Viver também requer outras sabedorias. É por isso que não abro mão dos meus pais, os maiores professores. Da mesma forma, também ensinamos outras pessoas. Somos todos ao mesmo tempo professores e aprendizes. Essa troca com a vida é uma das maiores belezas da existência.

Crédito da foto: Maurício de Souza produções e blog Jacris

quarta-feira, 2 de outubro de 2013

Coisas que deixo pra trás

Sonhou ingênuo que ela iria vê-lo de surpresa.
Era tão desprezado que ela sequer atentou
para seu evidente sentimento
(foto: Google Imagens e Toda Teen)

Olhou o mar de Copacabana com pesar. Deixou para as ondas todo o rescaldo de tristeza de sua última existência.

Conheceu-a recolhida em pretensa timidez. Olhava para o chão, como se pouco conhecesse. No mesmo dia, chorou qual represa rebentada. Pranto que esgotara as energias. Compadeceu e afeiçoou.

Achou-a então no Facebook. Nem parecia a mesma pessoa. Estampava um sorriso festeiro e se acompanhava de enorme caneca de chopp. Pediu pra entrar e foi atendido.

Pareceu viver com a persona no limite. Fazia Economia, mas se exasperava do curso. Só terminaria pra dar alguma satisfação. E no espírito reinava a mais pura curtição; ia à vida louca como se nada mais houvesse. Mas parecia ter bom coração, e até considerou uma ida ao cinema. A afeição virou ternura.

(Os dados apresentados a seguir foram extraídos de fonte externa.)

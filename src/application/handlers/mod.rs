//! Application handlers.
//!
//! Handlers that orchestrate domain operations through the ports.

pub mod bridge;

pub use bridge::{BridgeError, BridgeHandler, BridgeOutcome, BridgeSettings};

Tudo levava a crer que não daria certo. Mas a carência tem ilusões que a própria razão desconhece. Chamou-a para um improvável evento de música clássica. E não é que ela topou? Só que o sempre impertinente trânsito de São Paulo não permitiu. Outros convites vieram, e ela nunca dava brecha.

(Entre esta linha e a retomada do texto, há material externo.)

//! Mock Assistants API for testing.
//!
//! Provides a scriptable implementation of the AssistantApi port, allowing
//! tests to run without calling the real service.
//!
//! # Features
//!
//! - Scripted run status sequences for the poll strategy
//! - Scripted event sequences for the stream strategy
//! - Error injection at any stage
//! - Per-operation call counting for verification
//!
//! # Example
//!
//! ```ignore
//! let api = MockAssistantApi::new()
//!     .with_statuses(vec![RunStatus::InProgress, RunStatus::Completed])
//!     .with_assistant_reply("안녕 냥");
//!
//! let handler = BridgeHandler::new(Arc::new(api.clone()), BridgeSettings::default());
//! assert_eq!(api.call_count(MockStage::CreateThread), 1);
//! ```

use async_trait::async_trait;
use futures::stream;
use std::collections::{HashMap, VecDeque};
use std::sync::{Arc, Mutex};
use std::time::Duration;
use tokio::time::sleep;

use crate::domain::bridge::{MessageRole, RunStatus, RunStreamEvent, ThreadMessage};
use crate::ports::{
    AssistantApi, AssistantError, AssistantRef, AssistantSpec, RunEventStream, RunRef, ThreadRef,
};

/// Upstream operation, used for call counting and error injection.
#[derive(Debug, Clone, Copy, PartialEq, Eq, Hash)]
pub enum MockStage {
    CreateAssistant,
    CreateThread,
    CreateMessage,
    CreateRun,
    RetrieveRun,
    ListMessages,
    StreamRun,
}

/// One scripted item of a streaming run.
#[derive(Debug, Clone)]
pub enum MockStreamItem {
    Event(RunStreamEvent),
    Error(AssistantError),
}

#[derive(Debug, Default)]
struct MockState {
    statuses: VecDeque<RunStatus>,
    never_completes: bool,
    failures: HashMap<MockStage, AssistantError>,
    calls: HashMap<MockStage, usize>,
    assistants: Vec<AssistantSpec>,
    user_messages: Vec<String>,
    next_id: usize,
}

/// Mock assistants API for testing.
///
/// Clones share state, so a test can keep one handle for assertions while
/// the handler owns another.
#[derive(Debug, Clone)]
pub struct MockAssistantApi {
    state: Arc<Mutex<MockState>>,
    replies: Vec<ThreadMessage>,
    stream: Vec<MockStreamItem>,
    delay: Duration,
}

impl Default for MockAssistantApi {
    fn default() -> Self {
        Self::new()
    }
}

impl MockAssistantApi {
    /// Creates a mock whose runs complete on the first poll with one
    /// assistant reply, and whose streams emit that reply then end.
    pub fn new() -> Self {
        Self {
            state: Arc::new(Mutex::new(MockState::default())),
            replies: vec![ThreadMessage::text(
                "msg_reply",
                MessageRole::Assistant,
                "Mock response",
            )],
            stream: vec![
                MockStreamItem::Event(RunStreamEvent::text_created("")),
                MockStreamItem::Event(RunStreamEvent::text_delta("Mock response")),
                MockStreamItem::Event(RunStreamEvent::End),
            ],
            delay: Duration::ZERO,
        }
    }

    /// Statuses returned by successive `retrieve_run` calls.
    ///
    /// Once exhausted, runs report `Completed`.
    pub fn with_statuses(self, statuses: Vec<RunStatus>) -> Self {
        self.lock().statuses = statuses.into();
        self
    }

    /// Runs stay `InProgress` forever.
    pub fn never_completes(self) -> Self {
        self.lock().never_completes = true;
        self
    }

    /// Replaces the assistant replies listed after the run.
    pub fn with_replies(mut self, replies: Vec<ThreadMessage>) -> Self {
        self.replies = replies;
        self
    }

    /// Shorthand for a single assistant reply.
    pub fn with_assistant_reply(self, text: impl Into<String>) -> Self {
        self.with_replies(vec![ThreadMessage::text(
            "msg_reply",
            MessageRole::Assistant,
            text,
        )])
    }

    /// Replaces the scripted stream with successful events.
    pub fn with_stream_events(mut self, events: Vec<RunStreamEvent>) -> Self {
        self.stream = events.into_iter().map(MockStreamItem::Event).collect();
        self
    }

    /// Replaces the scripted stream, allowing mid-stream errors.
    pub fn with_stream_items(mut self, items: Vec<MockStreamItem>) -> Self {
        self.stream = items;
        self
    }

    /// Makes every call to `stage` fail with `error`.
    pub fn with_failure(self, stage: MockStage, error: AssistantError) -> Self {
        self.lock().failures.insert(stage, error);
        self
    }

    /// Sets simulated latency per call.
    pub fn with_delay(mut self, delay: Duration) -> Self {
        self.delay = delay;
        self
    }

    /// Number of calls made to `stage`.
    pub fn call_count(&self, stage: MockStage) -> usize {
        self.lock().calls.get(&stage).copied().unwrap_or(0)
    }

    /// Total number of upstream calls of any kind.
    pub fn total_calls(&self) -> usize {
        self.lock().calls.values().sum()
    }

    /// Assistant definitions created so far.
    pub fn created_assistants(&self) -> Vec<AssistantSpec> {
        self.lock().assistants.clone()
    }

    /// User messages submitted so far.
    pub fn user_messages(&self) -> Vec<String> {
        self.lock().user_messages.clone()
    }

    fn lock(&self) -> std::sync::MutexGuard<'_, MockState> {
        self.state.lock().unwrap()
    }

    /// Records the call, simulates latency, and applies injected failures.
    async fn enter(&self, stage: MockStage) -> Result<(), AssistantError> {
        let failure = {
            let mut state = self.lock();
            *state.calls.entry(stage).or_insert(0) += 1;
            state.failures.get(&stage).cloned()
        };

        if !self.delay.is_zero() {
            sleep(self.delay).await;
        }

        match failure {
            Some(err) => Err(err),
            None => Ok(()),
        }
    }

    fn next_id(&self, prefix: &str) -> String {
        let mut state = self.lock();
        state.next_id += 1;
        format!("{}_{}", prefix, state.next_id)
    }
}

#[async_trait]
impl AssistantApi for MockAssistantApi {
    async fn create_assistant(&self, spec: AssistantSpec) -> Result<AssistantRef, AssistantError> {
        self.enter(MockStage::CreateAssistant).await?;
        self.lock().assistants.push(spec);
        Ok(AssistantRef {
            id: self.next_id("asst"),
        })
    }

    async fn create_thread(&self) -> Result<ThreadRef, AssistantError> {
        self.enter(MockStage::CreateThread).await?;
        Ok(ThreadRef {
            id: self.next_id("thread"),
        })
    }

    async fn create_message(&self, _thread_id: &str, content: &str) -> Result<(), AssistantError> {
        self.enter(MockStage::CreateMessage).await?;
        self.lock().user_messages.push(content.to_string());
        Ok(())
    }

    async fn create_run(&self, _thread_id: &str, _assistant_id: &str) -> Result<RunRef, AssistantError> {
        self.enter(MockStage::CreateRun).await?;
        Ok(RunRef::new(self.next_id("run"), RunStatus::Queued))
    }

    async fn retrieve_run(&self, _thread_id: &str, run_id: &str) -> Result<RunRef, AssistantError> {
        self.enter(MockStage::RetrieveRun).await?;
        let mut state = self.lock();
        let status = if state.never_completes {
            RunStatus::InProgress
        } else {
            state.statuses.pop_front().unwrap_or(RunStatus::Completed)
        };
        let mut run = RunRef::new(run_id, status);
        if status.is_failure() {
            run.last_error = Some(format!("run {}", status));
        }
        Ok(run)
    }

    async fn list_messages(&self, _thread_id: &str) -> Result<Vec<ThreadMessage>, AssistantError> {
        self.enter(MockStage::ListMessages).await?;
        let question = self.lock().user_messages.last().cloned().unwrap_or_default();

        let mut messages = vec![ThreadMessage::text("msg_user", MessageRole::User, question)];
        messages.extend(self.replies.iter().cloned());
        Ok(messages)
    }

    async fn stream_run(
        &self,
        _thread_id: &str,
        _assistant_id: &str,
    ) -> Result<RunEventStream, AssistantError> {
        self.enter(MockStage::StreamRun).await?;
        let items: Vec<Result<RunStreamEvent, AssistantError>> = self
            .stream
            .iter()
            .cloned()
            .map(|item| match item {
                MockStreamItem::Event(event) => Ok(event),
                MockStreamItem::Error(err) => Err(err),
            })
            .collect();
        Ok(Box::pin(stream::iter(items)))
    }
}

#[cfg(test)]
mod tests {
    use super::*;
    use futures::StreamExt;

    #[tokio::test]
    async fn counts_calls_per_stage() {
        let api = MockAssistantApi::new();
        api.create_thread().await.unwrap();
        api.create_thread().await.unwrap();

        assert_eq!(api.call_count(MockStage::CreateThread), 2);
        assert_eq!(api.call_count(MockStage::CreateAssistant), 0);
        assert_eq!(api.total_calls(), 2);
    }

    #[tokio::test]
    async fn issues_distinct_ids() {
        let api = MockAssistantApi::new();
        let a = api.create_thread().await.unwrap();
        let b = api.create_thread().await.unwrap();
        assert_ne!(a.id, b.id);
    }

    #[tokio::test]
    async fn injected_failure_is_returned_and_counted() {
        let api = MockAssistantApi::new()
            .with_failure(MockStage::CreateRun, AssistantError::AuthenticationFailed);

        let err = api.create_run("thread_1", "asst_1").await.unwrap_err();
        assert!(matches!(err, AssistantError::AuthenticationFailed));
        assert_eq!(api.call_count(MockStage::CreateRun), 1);
    }

    #[tokio::test]
    async fn statuses_are_consumed_then_complete() {
        let api = MockAssistantApi::new().with_statuses(vec![RunStatus::InProgress]);

        let first = api.retrieve_run("t", "r").await.unwrap();
        let second = api.retrieve_run("t", "r").await.unwrap();
        assert_eq!(first.status, RunStatus::InProgress);
        assert_eq!(second.status, RunStatus::Completed);
    }

    #[tokio::test]
    async fn failed_status_carries_error() {
        let api = MockAssistantApi::new().with_statuses(vec![RunStatus::Expired]);
        let run = api.retrieve_run("t", "r").await.unwrap();
        assert_eq!(run.last_error.as_deref(), Some("run expired"));
    }

    #[tokio::test]
    async fn lists_user_question_before_replies() {
        let api = MockAssistantApi::new().with_assistant_reply("meow");
        api.create_message("t", "hello").await.unwrap();

        let messages = api.list_messages("t").await.unwrap();
        assert_eq!(messages.len(), 2);
        assert_eq!(messages[0].role, MessageRole::User);
        assert_eq!(messages[0].text_content(), "hello");
        assert_eq!(messages[1].text_content(), "meow");
    }

    #[tokio::test]
    async fn streams_scripted_items_in_order() {
        let api = MockAssistantApi::new().with_stream_items(vec![
            MockStreamItem::Event(RunStreamEvent::text_delta("a")),
            MockStreamItem::Error(AssistantError::network("reset")),
        ]);

        let items: Vec<_> = api.stream_run("t", "a").await.unwrap().collect().await;
        assert_eq!(items.len(), 2);
        assert!(matches!(items[0], Ok(RunStreamEvent::TextDelta { .. })));
        assert!(matches!(items[1], Err(AssistantError::Network(_))));
    }
}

Levou porta na cara e até patada. Recuou e, meses depois, tentou novamente. A imaturidade tem motivos que a própria evasão entontece. 

Voltaram a conversar e até a reencontrou ao vivo. Por medo de inconveniência, perdeu a chance de conversar um pouco. 

Empolgado com o encontro, resolveu presenteá-la. Deixou um ovo de Páscoa na portaria de casa; que ela disse ter "amado". Bola dentro! Mas aí, inesperado desapontamento gelou a onda quente da alegria.

Convidou-a mais uma vez. De novo ficou a ver navios: ela disse que viajaria. Dias depois, já de volta, vira uma atualização sua no face: fizera check-in numa lanchonete da Vila Madalena. Depois de um tempo, tirava de letra todas as rejeições... menos essa.

Ainda assim, prepararia uma coisa ainda mais impactante no aniversário. Quebrou a cabeça nuns versos e fez embrulho embalado no sonho. Naquele buquê de negativas estavam todas as vezes que quis entregar o presente. Foi novamente à casa dela e deixou na portaria.

Foi avassalador! A menina disse ter até chorado: "Nunca vou me esquecer". Não se importava mais se ficariam juntos ou não. Deixá-la feliz foi o mais importante.

O tempo passou e ele cruzou a ponte em busca de futuro. Despediu-se falando de um amor desprendido. Ela se desculpou pelas rejeições "por medo" e desejou sucesso.

A última conversa foi a mais devastadora.

Via face, ela se dissera triste por uma desilusão. A pessoa, de quem gostava muito, "não podia dar tanto amor". A emoção tem clarões que a própria lição reconhece. Por mais que fosse importante apenas fazê-la feliz, mantinha ainda aceso ingênuo lampejo. Voltou à infância quando sonhou que ela fosse encontrá-lo de surpresa naquela alameda que dava pra praia.

Mas era tão desprezado que ela sequer atentou para o mais que escancarado sentimento que ele ainda nutria e o jogou com violência em uma humilhante "friendzone" - doeria menos se o odiasse. Óbvio que era mais que do jogo que ela não correspondesse, e sabia disso. Mas precisava fazer aquele desabafo logo pra ele? Pareceu insensível e foi uma evidente indelicadeza. Pior: ficou com a impressão de que ela fez de propósito. Disse da decepção em entrelinhas e a bloqueou no bate-papo. Nunca mais falaria com ela.

Algum tempo depois, com a razão menos provida de sentimento, reviu alguns lances com calma. Falou uma vez de um show que queria ver no Sesc. Ela disse que não curtia, porque os habituès do espaço eram "muito maloka". Em outra oportunidade, classificou como principal propósito do trabalho "ganhar dinheiro e gastar dinheiro". E uma das piores coisas: se ele fez o que fez em seu aniversário, não mereceu dela sequer uma mensagem no face no seu. Não tinha mesmo como sair coelho desse mato.

Tomava o ônibus de volta para o presente. Um novo capítulo da vida estava enfim sendo escrito. A razão tem paixões que a própria existência desconhece.